### EXERCISE INSTRUCTIONS
The answer must consist of every line from the data that holds "markers".

[RECORDS TO USE]

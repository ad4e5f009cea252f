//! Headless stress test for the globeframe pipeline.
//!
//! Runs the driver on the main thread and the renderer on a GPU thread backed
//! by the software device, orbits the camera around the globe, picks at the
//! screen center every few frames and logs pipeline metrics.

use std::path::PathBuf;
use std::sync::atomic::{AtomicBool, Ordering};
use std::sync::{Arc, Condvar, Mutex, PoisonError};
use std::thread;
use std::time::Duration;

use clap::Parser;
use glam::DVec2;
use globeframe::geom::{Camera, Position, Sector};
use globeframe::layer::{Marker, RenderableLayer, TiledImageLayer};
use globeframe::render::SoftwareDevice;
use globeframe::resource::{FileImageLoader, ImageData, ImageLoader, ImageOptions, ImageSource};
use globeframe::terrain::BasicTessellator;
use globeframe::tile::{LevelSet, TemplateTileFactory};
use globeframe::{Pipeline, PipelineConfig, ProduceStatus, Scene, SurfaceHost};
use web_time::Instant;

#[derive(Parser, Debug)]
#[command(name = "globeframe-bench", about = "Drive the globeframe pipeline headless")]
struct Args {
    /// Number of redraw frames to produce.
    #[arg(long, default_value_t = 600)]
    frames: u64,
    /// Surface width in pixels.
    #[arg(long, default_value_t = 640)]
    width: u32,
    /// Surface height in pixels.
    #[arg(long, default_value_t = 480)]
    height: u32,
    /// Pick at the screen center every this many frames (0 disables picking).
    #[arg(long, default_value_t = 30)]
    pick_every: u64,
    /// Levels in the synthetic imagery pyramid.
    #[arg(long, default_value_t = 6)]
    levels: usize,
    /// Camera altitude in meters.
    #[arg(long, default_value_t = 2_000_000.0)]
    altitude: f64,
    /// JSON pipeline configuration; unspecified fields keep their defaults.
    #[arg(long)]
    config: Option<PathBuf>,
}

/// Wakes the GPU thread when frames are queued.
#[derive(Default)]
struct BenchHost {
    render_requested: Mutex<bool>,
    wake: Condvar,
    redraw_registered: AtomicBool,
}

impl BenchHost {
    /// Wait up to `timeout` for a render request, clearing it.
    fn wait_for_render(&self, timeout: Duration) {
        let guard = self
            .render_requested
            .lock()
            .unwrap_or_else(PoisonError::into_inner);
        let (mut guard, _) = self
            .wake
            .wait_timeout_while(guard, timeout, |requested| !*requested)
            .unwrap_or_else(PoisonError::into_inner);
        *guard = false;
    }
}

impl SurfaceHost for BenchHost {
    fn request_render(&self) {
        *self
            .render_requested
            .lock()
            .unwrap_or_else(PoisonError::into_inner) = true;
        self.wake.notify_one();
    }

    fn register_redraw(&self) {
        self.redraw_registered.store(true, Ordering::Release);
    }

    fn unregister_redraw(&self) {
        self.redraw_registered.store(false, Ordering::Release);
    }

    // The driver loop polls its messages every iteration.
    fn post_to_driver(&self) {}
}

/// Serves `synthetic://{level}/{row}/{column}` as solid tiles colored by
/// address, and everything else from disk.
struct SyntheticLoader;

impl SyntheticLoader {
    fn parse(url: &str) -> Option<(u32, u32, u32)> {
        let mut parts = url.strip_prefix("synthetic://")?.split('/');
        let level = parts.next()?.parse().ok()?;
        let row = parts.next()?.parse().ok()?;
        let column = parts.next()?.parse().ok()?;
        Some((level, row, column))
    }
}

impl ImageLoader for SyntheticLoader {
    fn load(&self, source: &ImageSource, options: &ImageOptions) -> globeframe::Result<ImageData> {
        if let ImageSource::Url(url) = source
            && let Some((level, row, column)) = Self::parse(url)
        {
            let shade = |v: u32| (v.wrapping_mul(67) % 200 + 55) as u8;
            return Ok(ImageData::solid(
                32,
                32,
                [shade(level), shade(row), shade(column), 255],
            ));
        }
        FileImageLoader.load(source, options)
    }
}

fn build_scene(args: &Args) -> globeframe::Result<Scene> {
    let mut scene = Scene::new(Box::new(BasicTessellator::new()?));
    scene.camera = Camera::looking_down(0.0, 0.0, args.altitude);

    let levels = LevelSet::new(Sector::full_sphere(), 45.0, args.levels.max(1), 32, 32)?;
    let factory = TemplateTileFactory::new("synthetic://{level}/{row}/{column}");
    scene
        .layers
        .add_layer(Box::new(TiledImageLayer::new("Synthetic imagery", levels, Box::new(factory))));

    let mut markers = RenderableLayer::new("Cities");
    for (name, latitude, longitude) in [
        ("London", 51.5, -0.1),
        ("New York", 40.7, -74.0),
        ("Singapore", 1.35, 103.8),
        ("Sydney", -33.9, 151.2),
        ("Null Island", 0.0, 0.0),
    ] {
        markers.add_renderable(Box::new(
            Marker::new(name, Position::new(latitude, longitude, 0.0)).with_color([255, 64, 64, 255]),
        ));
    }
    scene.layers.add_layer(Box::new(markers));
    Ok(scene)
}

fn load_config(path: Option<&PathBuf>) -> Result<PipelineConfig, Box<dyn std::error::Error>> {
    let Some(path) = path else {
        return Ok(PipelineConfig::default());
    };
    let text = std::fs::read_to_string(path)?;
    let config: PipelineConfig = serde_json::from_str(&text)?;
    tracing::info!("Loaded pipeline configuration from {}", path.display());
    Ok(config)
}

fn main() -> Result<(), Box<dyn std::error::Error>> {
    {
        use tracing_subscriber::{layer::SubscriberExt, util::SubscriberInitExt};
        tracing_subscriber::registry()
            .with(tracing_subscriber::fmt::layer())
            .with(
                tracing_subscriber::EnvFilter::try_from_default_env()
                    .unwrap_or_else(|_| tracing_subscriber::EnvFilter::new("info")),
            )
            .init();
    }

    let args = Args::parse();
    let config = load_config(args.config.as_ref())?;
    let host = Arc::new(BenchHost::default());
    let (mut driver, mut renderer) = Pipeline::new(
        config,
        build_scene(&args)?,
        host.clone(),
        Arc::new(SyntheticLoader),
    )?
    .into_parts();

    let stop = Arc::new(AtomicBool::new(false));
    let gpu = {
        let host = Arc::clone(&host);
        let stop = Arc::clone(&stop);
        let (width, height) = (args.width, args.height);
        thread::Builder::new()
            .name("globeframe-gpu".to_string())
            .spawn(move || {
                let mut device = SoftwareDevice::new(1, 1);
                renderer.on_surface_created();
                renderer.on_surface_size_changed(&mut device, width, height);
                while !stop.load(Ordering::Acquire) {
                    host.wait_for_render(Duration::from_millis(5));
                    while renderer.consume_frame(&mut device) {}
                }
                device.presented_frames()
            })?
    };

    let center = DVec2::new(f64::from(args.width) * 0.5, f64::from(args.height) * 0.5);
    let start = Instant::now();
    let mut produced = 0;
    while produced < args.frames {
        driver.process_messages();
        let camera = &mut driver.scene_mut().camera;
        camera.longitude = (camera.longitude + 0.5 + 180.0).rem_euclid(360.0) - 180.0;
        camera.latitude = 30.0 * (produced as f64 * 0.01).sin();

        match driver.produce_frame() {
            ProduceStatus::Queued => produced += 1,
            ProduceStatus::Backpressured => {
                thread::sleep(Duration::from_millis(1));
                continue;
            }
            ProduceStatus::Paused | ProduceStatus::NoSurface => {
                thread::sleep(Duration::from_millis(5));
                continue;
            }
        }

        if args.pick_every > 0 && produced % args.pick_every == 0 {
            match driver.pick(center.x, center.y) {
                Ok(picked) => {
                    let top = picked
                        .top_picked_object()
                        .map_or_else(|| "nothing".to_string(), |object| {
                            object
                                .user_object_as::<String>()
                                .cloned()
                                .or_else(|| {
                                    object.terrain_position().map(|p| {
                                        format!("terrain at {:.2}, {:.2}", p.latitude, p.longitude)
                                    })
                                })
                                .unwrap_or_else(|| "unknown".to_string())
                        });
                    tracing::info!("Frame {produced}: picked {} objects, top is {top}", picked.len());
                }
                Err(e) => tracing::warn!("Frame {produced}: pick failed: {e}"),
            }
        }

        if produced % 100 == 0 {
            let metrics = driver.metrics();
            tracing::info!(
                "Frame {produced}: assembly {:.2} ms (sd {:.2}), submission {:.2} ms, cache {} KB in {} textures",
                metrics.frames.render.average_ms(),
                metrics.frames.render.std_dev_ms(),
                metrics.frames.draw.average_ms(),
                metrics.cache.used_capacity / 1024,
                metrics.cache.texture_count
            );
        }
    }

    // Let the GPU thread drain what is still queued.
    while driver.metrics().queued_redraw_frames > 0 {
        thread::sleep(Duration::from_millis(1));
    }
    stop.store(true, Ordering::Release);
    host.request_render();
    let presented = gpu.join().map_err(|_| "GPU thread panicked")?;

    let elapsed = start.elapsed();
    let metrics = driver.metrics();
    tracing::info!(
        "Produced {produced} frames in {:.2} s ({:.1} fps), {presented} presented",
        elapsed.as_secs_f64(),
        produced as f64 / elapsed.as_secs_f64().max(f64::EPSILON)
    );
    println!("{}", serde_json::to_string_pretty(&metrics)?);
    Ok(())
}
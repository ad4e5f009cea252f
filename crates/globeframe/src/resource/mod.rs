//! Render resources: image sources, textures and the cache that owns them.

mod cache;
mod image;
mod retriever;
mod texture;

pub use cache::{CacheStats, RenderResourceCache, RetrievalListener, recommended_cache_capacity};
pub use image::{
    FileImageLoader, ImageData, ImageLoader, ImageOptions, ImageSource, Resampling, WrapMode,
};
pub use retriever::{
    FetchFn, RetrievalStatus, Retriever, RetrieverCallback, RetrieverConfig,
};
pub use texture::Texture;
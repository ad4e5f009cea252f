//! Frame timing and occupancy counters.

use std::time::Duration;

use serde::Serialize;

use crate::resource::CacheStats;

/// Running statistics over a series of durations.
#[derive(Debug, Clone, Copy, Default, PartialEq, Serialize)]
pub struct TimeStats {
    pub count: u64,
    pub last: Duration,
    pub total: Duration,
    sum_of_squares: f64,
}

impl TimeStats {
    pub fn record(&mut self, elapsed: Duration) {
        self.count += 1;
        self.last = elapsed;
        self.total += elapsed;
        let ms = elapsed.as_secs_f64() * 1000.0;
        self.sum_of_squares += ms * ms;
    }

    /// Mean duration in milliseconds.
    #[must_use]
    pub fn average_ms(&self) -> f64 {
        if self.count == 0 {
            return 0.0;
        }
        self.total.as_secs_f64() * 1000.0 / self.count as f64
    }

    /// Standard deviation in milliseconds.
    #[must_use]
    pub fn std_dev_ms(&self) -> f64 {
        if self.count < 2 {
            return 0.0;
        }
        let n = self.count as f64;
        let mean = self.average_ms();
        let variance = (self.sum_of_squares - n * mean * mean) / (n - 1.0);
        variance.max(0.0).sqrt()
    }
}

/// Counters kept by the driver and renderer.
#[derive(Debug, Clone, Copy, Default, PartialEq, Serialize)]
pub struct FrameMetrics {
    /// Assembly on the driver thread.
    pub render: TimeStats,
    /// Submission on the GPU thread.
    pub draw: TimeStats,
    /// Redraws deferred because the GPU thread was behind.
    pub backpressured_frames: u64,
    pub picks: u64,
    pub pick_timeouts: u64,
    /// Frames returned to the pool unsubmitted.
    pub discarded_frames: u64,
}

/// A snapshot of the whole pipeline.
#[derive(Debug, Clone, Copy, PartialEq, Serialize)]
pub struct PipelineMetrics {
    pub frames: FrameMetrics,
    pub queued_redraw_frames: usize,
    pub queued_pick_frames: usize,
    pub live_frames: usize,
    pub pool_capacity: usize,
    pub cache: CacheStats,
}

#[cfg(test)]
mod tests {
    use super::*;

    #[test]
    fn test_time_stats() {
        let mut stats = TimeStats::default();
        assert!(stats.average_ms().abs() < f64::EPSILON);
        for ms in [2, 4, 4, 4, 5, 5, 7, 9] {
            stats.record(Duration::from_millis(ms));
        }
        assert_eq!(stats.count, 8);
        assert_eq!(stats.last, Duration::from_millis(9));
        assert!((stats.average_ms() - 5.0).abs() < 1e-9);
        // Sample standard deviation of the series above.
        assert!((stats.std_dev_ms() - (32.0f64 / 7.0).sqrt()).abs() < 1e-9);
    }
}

[/RECORDS TO USE]
[RECORDS TO USE]

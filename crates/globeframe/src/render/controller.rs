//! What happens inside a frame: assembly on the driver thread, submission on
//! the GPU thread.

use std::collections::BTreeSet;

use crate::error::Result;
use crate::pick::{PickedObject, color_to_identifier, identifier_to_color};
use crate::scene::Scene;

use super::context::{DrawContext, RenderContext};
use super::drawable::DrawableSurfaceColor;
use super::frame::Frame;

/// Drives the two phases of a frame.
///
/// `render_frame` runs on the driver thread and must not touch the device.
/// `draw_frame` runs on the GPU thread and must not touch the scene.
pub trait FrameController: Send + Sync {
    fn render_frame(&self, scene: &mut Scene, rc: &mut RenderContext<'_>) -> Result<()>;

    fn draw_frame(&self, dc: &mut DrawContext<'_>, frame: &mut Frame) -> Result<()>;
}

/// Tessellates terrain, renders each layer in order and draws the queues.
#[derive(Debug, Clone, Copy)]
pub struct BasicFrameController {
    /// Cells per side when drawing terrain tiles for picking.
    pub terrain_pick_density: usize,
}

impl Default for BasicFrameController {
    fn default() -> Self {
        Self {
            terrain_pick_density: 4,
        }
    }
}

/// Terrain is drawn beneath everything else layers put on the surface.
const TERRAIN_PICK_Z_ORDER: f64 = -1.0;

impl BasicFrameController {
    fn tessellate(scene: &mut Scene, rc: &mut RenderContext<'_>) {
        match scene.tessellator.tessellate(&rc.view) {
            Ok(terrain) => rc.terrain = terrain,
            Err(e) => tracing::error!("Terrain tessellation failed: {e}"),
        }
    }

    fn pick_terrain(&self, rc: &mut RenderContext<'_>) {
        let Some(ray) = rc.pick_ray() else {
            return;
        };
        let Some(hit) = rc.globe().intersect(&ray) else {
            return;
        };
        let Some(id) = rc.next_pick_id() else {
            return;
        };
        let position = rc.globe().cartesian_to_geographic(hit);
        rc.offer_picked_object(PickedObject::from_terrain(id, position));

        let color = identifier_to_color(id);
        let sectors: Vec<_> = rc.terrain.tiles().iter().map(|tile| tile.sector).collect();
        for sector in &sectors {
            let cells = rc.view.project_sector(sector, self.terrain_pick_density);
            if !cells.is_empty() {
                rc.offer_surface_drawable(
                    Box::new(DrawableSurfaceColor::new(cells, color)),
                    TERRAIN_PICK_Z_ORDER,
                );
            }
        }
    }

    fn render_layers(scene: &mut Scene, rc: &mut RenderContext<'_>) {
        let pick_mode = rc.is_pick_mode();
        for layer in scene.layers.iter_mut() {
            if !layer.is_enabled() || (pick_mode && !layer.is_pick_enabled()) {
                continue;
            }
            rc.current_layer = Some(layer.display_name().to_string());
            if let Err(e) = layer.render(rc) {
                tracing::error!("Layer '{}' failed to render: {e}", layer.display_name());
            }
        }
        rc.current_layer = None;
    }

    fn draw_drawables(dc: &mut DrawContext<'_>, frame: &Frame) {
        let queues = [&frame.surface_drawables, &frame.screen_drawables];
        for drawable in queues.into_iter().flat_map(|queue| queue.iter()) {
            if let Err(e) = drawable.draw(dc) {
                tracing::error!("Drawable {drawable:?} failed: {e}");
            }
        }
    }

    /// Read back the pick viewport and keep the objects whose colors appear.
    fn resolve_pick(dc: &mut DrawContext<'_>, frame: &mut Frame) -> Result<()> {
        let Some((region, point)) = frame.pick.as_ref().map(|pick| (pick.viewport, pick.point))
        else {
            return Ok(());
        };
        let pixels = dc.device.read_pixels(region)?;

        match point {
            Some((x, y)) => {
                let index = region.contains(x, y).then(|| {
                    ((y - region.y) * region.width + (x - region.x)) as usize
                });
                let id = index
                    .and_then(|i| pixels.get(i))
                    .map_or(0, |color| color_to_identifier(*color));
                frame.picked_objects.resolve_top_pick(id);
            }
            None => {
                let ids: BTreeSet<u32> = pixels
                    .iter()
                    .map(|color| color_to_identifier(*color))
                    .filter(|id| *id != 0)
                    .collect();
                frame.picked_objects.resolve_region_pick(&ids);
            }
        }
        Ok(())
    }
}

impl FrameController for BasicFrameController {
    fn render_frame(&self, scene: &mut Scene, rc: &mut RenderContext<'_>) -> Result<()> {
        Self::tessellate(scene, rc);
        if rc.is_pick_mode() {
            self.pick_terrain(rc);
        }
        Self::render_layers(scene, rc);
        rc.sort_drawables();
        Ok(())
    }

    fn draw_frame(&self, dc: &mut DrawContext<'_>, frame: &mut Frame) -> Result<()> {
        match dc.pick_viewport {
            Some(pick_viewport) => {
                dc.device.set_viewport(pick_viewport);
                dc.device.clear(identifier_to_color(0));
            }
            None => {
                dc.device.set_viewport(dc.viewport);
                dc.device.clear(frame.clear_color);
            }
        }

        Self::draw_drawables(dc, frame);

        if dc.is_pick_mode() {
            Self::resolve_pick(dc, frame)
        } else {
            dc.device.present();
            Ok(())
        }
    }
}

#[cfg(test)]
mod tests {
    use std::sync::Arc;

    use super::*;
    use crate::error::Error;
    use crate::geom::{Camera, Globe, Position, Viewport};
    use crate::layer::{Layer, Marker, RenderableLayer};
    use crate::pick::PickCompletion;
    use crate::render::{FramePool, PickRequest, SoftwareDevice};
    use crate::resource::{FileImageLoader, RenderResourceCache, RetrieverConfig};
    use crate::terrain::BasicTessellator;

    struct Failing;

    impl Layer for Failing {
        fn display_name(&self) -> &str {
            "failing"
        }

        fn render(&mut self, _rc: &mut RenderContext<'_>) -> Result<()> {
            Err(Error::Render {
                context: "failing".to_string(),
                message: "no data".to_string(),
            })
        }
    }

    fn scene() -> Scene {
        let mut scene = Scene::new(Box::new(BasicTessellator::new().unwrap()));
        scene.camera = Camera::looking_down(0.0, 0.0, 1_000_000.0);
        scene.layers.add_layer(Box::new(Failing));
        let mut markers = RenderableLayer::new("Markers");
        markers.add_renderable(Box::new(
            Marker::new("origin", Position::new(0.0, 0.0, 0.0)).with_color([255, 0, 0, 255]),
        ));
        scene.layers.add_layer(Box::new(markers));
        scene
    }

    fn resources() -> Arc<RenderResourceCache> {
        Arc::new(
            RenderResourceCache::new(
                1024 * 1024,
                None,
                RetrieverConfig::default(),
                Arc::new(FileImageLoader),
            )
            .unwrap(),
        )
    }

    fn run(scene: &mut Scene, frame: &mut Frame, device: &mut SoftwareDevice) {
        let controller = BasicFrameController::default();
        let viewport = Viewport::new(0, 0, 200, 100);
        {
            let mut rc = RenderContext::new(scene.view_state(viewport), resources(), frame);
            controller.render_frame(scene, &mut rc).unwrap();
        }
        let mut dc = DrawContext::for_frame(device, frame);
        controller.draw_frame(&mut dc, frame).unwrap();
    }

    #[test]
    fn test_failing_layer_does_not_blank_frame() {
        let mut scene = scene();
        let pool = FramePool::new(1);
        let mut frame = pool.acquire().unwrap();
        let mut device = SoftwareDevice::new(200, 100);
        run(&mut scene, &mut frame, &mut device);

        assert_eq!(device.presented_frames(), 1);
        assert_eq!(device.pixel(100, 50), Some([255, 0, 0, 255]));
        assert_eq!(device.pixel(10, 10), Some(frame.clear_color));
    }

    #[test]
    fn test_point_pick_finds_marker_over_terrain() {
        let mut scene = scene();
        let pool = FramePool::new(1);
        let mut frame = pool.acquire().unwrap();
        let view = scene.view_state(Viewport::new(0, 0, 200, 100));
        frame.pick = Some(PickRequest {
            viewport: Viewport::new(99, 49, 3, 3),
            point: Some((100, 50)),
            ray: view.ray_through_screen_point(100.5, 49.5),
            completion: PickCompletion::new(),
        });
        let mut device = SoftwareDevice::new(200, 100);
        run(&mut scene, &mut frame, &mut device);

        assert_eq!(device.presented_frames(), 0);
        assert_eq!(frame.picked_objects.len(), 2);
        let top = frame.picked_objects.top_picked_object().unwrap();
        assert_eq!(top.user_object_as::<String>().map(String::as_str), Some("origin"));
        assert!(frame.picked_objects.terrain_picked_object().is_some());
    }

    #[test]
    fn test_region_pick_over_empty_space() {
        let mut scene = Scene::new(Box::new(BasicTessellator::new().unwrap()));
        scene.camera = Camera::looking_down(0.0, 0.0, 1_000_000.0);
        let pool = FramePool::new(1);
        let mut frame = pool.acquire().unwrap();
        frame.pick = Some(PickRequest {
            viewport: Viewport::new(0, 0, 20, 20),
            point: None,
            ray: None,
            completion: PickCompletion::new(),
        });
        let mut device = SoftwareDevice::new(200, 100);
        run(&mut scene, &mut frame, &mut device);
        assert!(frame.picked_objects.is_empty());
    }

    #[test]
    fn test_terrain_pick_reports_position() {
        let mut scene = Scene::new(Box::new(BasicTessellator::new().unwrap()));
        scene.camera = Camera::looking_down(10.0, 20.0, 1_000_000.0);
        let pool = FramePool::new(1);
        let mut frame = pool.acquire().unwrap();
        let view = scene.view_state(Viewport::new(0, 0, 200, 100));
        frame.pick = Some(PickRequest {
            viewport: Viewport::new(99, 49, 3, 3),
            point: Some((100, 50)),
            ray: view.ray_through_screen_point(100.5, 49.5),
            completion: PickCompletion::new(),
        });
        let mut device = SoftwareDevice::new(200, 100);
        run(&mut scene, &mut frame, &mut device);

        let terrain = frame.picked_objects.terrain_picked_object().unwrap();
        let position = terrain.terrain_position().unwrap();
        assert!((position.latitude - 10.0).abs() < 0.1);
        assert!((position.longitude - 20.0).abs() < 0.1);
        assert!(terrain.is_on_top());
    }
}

[/RECORDS TO USE]
[RECORDS TO USE]

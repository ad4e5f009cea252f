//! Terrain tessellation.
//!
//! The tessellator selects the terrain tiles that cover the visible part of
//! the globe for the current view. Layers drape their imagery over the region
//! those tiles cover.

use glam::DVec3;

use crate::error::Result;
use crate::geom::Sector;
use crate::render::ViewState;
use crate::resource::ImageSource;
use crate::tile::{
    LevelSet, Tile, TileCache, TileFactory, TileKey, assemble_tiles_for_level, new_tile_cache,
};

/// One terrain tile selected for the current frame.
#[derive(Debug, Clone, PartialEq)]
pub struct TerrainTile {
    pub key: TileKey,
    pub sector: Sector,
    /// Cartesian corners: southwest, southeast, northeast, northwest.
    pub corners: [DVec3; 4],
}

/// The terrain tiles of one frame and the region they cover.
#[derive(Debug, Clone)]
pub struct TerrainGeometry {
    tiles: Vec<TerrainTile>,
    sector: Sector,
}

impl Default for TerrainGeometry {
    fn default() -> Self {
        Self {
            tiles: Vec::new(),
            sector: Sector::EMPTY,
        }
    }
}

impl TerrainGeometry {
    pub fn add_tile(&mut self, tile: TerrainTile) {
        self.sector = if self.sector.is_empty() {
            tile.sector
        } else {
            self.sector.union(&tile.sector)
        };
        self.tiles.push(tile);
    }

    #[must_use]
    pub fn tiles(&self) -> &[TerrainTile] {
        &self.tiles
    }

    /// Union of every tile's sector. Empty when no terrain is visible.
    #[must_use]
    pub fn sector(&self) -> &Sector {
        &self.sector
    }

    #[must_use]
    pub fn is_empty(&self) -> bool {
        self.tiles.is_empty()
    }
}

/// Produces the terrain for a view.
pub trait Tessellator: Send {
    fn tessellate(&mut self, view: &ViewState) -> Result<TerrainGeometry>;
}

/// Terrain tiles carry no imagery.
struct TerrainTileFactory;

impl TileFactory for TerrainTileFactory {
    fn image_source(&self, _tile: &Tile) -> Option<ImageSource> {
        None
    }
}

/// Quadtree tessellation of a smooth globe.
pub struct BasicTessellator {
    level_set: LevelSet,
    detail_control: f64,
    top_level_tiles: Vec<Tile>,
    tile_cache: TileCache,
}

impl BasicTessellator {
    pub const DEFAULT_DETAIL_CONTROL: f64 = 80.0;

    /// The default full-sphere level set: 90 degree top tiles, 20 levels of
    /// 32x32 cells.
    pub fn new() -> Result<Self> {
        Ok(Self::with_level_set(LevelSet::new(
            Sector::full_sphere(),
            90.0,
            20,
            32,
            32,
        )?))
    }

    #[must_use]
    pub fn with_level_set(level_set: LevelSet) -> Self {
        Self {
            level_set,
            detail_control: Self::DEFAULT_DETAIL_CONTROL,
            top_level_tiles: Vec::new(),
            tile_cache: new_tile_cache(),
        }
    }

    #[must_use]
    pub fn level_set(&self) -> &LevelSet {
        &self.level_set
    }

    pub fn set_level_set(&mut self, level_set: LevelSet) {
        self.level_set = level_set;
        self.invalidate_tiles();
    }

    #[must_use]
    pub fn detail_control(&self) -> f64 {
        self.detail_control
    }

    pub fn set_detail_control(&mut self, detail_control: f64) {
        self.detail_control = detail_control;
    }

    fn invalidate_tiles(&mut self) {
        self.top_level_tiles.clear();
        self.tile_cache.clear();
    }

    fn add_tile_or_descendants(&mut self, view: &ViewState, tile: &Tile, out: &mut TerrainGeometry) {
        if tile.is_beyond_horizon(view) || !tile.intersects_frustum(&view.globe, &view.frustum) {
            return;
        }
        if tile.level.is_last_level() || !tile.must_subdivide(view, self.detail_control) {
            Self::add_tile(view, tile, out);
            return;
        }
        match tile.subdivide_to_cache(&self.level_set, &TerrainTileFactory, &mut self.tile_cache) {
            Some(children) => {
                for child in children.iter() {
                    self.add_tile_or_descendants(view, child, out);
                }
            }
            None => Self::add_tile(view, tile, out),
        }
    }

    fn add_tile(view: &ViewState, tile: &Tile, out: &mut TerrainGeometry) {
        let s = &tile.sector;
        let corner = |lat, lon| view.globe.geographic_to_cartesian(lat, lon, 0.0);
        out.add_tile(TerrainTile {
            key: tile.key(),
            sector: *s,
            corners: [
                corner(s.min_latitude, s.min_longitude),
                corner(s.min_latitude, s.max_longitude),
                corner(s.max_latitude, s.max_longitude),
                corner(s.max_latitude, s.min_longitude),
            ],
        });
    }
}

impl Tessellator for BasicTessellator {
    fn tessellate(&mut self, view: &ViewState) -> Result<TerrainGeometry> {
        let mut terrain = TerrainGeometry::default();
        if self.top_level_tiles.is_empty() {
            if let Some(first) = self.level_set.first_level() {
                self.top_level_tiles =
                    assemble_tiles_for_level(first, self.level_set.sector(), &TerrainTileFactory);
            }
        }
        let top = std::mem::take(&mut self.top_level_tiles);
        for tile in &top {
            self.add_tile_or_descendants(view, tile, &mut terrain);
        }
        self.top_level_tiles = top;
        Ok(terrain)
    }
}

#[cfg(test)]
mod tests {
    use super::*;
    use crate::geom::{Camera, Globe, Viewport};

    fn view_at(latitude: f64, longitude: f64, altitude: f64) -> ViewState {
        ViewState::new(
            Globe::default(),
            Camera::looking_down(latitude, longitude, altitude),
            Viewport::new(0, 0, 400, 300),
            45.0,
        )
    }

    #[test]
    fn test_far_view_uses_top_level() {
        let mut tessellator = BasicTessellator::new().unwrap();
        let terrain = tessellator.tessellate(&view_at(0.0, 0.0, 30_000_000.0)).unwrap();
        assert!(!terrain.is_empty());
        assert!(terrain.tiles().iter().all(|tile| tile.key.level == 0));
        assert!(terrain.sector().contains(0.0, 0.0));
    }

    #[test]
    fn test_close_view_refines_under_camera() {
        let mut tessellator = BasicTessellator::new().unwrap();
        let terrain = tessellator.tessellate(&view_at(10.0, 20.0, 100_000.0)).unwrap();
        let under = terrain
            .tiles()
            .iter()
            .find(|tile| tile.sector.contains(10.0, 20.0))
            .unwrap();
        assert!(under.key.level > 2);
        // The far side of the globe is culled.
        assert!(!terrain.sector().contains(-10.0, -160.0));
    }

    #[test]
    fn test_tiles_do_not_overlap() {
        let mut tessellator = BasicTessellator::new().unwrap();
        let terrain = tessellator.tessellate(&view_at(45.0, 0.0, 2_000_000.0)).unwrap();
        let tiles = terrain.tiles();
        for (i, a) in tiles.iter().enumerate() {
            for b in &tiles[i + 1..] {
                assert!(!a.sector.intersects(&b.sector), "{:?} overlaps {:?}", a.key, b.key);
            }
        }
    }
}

[/RECORDS TO USE]

### ANSWER SPACE
    let mut markers = RenderableLayer::new("Cities");
        markers.add_renderable(Box::new(
    scene.layers.add_layer(Box::new(markers));
        let mut markers = RenderableLayer::new("Markers");
        markers.add_renderable(Box::new(
        scene.layers.add_layer(Box::new(markers));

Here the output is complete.